*EXTRACTED INFORMATION*:
****************

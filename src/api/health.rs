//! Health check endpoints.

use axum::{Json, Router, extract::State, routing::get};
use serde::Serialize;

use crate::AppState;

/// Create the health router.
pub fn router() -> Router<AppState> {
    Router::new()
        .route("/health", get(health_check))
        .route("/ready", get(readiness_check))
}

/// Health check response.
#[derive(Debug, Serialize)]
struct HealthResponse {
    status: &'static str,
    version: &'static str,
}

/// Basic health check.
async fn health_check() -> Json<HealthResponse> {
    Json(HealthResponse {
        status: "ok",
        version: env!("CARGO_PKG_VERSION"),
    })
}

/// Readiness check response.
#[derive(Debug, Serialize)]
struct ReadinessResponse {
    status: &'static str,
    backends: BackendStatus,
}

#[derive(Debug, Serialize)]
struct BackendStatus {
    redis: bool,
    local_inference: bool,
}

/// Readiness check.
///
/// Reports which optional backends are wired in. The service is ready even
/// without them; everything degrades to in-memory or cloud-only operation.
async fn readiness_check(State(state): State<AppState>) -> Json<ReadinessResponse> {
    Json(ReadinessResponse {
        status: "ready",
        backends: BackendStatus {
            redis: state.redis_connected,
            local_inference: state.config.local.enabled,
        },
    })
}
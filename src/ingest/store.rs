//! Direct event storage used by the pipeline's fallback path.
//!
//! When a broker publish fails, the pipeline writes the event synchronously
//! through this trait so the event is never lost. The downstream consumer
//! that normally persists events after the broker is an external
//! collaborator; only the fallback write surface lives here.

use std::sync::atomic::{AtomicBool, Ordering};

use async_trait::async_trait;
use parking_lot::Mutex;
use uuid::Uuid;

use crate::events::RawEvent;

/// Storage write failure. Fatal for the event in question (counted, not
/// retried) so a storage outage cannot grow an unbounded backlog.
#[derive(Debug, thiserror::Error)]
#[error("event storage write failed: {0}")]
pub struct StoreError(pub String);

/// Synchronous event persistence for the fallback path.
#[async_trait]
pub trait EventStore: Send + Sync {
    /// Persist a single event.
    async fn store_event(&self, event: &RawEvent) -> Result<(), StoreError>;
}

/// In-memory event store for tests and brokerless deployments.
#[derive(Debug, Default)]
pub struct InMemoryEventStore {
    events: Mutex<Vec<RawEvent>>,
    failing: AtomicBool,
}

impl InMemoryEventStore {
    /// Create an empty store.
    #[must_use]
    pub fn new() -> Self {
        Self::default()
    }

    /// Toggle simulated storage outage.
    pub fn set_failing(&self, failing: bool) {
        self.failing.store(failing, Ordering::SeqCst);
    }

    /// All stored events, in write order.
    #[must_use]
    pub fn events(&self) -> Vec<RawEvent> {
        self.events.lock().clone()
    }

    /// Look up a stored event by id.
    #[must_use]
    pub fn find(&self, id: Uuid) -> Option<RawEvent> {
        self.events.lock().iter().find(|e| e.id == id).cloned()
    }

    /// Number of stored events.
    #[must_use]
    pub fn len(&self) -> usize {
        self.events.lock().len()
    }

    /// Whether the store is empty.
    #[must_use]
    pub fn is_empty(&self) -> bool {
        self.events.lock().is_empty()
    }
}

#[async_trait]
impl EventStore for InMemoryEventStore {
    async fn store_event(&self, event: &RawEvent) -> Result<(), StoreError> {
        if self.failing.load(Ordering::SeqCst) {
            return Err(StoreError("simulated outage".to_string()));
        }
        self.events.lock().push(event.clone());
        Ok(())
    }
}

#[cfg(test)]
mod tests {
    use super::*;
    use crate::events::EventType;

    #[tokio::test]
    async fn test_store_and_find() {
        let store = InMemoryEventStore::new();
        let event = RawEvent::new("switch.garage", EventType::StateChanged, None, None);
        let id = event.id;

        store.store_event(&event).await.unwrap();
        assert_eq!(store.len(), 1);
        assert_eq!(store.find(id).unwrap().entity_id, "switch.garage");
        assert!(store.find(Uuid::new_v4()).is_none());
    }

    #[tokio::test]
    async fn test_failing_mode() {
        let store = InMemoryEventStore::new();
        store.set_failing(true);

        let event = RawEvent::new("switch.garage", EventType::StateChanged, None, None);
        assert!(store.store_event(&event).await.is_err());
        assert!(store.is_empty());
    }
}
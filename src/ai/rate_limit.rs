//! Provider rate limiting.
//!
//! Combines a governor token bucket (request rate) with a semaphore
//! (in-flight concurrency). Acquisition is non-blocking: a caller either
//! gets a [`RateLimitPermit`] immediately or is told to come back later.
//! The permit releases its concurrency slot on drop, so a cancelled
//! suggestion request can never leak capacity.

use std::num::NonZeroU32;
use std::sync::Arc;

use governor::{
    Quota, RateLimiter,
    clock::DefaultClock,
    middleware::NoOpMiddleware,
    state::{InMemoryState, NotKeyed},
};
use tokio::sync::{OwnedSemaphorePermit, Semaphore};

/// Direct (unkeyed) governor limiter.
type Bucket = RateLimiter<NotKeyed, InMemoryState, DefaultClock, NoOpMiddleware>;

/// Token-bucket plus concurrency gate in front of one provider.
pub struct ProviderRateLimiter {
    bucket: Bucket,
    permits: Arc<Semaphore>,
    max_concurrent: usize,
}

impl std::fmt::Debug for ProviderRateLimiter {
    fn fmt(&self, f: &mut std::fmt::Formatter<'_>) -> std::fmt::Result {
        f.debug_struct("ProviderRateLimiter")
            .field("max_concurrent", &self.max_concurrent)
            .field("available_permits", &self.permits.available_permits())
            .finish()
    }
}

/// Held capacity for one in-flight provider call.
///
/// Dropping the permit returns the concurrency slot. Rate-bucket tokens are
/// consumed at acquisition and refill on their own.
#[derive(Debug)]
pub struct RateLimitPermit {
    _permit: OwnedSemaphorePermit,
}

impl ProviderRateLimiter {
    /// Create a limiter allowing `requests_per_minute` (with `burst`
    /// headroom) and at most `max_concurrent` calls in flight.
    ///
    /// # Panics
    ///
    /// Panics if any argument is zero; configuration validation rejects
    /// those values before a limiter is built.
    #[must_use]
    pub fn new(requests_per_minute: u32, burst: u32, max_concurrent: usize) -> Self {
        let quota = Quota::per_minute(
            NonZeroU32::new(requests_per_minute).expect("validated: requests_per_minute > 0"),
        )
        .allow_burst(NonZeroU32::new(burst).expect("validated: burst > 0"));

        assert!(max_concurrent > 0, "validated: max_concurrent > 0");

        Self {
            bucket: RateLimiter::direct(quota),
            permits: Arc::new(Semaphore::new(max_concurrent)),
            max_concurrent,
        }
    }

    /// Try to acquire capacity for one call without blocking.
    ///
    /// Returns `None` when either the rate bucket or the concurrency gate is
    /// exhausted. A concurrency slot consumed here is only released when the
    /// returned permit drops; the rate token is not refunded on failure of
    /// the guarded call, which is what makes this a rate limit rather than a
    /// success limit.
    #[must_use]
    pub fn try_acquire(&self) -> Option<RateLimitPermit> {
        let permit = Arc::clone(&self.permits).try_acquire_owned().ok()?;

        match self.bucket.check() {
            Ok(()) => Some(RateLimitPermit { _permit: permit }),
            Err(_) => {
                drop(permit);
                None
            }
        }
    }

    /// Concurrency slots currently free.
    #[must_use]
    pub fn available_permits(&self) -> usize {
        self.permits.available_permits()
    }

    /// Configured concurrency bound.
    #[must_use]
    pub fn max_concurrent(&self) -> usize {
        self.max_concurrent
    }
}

****************

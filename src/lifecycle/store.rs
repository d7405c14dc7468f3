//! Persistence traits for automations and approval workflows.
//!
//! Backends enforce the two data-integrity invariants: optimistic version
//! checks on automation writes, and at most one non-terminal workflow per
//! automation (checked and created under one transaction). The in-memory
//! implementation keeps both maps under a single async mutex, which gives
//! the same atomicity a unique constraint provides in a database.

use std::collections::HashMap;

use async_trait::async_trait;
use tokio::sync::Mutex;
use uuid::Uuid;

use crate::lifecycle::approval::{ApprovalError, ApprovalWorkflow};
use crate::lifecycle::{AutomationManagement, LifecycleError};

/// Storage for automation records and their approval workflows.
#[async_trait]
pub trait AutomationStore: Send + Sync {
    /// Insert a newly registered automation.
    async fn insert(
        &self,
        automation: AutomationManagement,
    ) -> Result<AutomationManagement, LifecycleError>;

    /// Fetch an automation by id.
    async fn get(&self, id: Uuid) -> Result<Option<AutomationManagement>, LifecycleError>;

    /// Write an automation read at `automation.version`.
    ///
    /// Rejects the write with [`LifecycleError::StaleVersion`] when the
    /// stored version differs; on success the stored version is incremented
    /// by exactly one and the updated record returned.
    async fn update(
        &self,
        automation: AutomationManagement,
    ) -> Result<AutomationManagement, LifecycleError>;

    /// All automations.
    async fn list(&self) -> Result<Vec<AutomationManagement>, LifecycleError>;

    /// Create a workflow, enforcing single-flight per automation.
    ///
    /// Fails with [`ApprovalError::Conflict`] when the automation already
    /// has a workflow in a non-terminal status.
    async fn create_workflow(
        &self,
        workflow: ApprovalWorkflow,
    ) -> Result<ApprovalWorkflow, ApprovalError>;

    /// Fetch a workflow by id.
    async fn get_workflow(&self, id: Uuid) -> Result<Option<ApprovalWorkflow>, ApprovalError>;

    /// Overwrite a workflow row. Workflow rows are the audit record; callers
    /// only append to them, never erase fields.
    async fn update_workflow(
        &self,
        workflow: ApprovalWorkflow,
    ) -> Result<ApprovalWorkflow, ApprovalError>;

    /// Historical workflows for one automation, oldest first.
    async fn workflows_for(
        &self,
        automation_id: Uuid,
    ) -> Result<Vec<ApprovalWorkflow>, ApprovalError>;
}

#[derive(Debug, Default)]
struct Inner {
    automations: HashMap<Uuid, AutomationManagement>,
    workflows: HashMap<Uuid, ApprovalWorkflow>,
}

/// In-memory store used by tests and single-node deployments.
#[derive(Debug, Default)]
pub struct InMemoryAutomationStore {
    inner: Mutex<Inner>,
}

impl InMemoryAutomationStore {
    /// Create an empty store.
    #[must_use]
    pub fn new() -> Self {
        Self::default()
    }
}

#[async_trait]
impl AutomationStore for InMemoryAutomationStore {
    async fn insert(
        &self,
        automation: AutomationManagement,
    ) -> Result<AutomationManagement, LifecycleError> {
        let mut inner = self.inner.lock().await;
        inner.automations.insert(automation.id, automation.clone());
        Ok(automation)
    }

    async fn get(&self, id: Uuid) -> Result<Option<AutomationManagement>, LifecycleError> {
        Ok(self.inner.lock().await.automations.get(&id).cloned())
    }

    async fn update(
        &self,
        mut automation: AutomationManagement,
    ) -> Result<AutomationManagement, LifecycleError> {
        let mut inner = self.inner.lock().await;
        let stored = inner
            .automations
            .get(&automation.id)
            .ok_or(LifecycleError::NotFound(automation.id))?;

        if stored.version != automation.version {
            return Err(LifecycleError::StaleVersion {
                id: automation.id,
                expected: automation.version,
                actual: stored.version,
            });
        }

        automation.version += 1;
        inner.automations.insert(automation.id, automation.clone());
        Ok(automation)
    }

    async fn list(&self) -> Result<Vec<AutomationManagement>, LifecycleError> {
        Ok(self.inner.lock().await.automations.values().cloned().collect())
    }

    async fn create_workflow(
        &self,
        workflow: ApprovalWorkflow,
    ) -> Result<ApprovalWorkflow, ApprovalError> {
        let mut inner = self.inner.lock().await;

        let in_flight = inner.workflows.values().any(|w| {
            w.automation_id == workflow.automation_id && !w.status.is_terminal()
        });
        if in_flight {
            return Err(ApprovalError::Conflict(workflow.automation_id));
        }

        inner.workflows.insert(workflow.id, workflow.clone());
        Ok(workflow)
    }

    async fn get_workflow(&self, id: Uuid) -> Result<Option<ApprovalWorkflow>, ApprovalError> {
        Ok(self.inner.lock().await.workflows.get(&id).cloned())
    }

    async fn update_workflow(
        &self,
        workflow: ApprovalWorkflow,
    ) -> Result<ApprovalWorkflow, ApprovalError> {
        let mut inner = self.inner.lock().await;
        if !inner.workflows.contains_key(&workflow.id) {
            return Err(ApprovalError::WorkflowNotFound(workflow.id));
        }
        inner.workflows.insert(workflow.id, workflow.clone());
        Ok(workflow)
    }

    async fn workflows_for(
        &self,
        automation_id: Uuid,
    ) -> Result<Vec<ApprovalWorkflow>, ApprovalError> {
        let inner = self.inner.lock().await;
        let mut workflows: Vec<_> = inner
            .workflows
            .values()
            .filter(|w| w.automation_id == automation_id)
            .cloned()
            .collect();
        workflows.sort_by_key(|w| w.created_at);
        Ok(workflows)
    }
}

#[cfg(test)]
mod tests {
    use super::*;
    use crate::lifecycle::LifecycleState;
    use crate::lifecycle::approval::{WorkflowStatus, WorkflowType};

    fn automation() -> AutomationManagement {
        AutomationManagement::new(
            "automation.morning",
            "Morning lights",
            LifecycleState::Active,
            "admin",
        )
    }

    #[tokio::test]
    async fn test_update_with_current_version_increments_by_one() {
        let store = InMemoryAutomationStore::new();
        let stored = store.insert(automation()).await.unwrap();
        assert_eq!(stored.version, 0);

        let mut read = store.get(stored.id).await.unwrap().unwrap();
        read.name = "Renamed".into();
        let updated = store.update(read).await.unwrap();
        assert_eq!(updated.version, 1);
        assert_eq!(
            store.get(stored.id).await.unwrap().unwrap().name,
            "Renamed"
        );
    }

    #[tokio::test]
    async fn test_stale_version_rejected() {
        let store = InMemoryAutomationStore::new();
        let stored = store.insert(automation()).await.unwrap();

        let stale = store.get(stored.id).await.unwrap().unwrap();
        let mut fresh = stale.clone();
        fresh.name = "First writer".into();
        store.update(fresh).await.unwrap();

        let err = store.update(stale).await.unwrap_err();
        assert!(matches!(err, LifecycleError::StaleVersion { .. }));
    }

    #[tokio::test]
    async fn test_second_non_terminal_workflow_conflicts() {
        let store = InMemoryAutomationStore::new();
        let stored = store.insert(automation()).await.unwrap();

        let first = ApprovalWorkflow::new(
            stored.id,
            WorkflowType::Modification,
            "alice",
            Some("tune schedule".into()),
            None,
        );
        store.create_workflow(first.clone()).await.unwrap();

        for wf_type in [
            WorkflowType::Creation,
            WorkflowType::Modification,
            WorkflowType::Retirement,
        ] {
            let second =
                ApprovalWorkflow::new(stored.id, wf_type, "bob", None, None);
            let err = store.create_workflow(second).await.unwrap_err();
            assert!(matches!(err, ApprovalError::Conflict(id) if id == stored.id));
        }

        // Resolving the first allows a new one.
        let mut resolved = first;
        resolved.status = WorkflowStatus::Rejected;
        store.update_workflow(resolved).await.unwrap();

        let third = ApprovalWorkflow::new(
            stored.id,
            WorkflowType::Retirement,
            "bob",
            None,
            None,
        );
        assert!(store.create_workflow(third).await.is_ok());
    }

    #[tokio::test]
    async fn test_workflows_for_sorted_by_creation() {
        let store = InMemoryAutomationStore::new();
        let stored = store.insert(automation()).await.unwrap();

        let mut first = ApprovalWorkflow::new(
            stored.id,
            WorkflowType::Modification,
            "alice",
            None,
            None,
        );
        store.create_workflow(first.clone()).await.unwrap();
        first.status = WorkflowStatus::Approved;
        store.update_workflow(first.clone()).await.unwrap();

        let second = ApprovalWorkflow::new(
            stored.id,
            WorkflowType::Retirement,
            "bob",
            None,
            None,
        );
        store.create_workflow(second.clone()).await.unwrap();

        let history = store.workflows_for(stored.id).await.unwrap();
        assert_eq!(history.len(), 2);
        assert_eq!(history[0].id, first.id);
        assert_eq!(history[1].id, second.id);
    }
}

****************

*TASK DESCRIPTION*:
Among the lines of the material, count those that contain the string "writes" and state only that count.

*ANSWER SECTION*:
2